WHAT YOU NEED TO DO - What you give must be exactly the lines of the material from the first through the line that contains "Logging goes through", inclusive, and no others.

DATA EXTRACTS -
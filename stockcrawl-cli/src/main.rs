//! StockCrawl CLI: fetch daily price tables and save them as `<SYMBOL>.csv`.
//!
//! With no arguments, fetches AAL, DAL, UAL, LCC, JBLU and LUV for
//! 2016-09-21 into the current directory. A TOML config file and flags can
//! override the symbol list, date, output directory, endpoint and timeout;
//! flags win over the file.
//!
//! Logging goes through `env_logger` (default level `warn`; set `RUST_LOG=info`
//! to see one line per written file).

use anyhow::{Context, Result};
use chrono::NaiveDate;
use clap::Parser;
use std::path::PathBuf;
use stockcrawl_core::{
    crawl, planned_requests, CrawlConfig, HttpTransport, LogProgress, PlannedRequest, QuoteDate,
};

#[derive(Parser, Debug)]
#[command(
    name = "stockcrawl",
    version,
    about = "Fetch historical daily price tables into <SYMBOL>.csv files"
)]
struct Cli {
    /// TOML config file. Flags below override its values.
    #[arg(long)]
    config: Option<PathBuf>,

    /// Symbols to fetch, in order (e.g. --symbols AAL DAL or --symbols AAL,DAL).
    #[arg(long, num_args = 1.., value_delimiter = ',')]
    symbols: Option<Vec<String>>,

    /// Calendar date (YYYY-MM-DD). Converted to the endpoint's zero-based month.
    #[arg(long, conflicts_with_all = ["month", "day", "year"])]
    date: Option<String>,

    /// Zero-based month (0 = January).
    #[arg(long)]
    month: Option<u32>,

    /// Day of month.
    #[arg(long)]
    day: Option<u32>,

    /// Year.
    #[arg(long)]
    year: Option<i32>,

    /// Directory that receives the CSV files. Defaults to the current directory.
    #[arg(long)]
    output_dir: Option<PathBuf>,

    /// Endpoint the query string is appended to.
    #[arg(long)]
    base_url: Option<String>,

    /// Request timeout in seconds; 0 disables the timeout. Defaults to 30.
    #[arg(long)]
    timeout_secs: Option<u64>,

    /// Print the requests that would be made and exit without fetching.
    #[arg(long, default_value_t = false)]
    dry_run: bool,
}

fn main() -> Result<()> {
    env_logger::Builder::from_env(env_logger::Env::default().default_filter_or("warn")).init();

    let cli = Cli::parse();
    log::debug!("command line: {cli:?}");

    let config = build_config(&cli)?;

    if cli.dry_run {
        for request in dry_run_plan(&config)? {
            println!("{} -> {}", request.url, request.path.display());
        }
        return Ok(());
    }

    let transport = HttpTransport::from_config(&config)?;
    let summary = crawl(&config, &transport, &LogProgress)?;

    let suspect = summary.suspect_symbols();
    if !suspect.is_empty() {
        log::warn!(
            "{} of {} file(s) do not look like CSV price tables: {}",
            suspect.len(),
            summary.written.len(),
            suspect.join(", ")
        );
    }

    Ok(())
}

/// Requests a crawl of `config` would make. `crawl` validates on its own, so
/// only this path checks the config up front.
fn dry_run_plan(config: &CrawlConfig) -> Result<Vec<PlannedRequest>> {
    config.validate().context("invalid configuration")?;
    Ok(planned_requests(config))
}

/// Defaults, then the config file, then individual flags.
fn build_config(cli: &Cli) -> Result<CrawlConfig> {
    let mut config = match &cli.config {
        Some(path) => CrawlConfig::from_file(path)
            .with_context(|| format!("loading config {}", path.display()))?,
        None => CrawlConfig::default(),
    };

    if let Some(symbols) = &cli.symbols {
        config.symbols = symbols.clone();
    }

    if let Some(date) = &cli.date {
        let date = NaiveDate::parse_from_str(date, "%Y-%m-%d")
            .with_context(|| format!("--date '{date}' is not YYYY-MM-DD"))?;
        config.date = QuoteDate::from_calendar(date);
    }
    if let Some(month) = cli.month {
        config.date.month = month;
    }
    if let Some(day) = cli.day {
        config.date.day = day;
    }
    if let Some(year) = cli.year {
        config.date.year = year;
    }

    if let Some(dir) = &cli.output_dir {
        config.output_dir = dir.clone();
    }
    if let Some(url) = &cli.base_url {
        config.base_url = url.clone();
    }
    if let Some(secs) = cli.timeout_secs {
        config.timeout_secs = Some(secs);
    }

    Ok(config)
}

RESULT OF THIS TASK -
filename stockcrawl-cli/src/main.rs
//! StockCrawl CLI: fetch daily price tables and save them as `<SYMBOL>.csv`.
//!
//! With no arguments, fetches AAL, DAL, UAL, LCC, JBLU and LUV for
//! 2016-09-21 into the current directory. A TOML config file and flags can
//! override the symbol list, date, output directory, endpoint and timeout;
//! flags win over the file.
//!
//! Logging goes through `env_logger` (default level `warn`; set `RUST_LOG=info`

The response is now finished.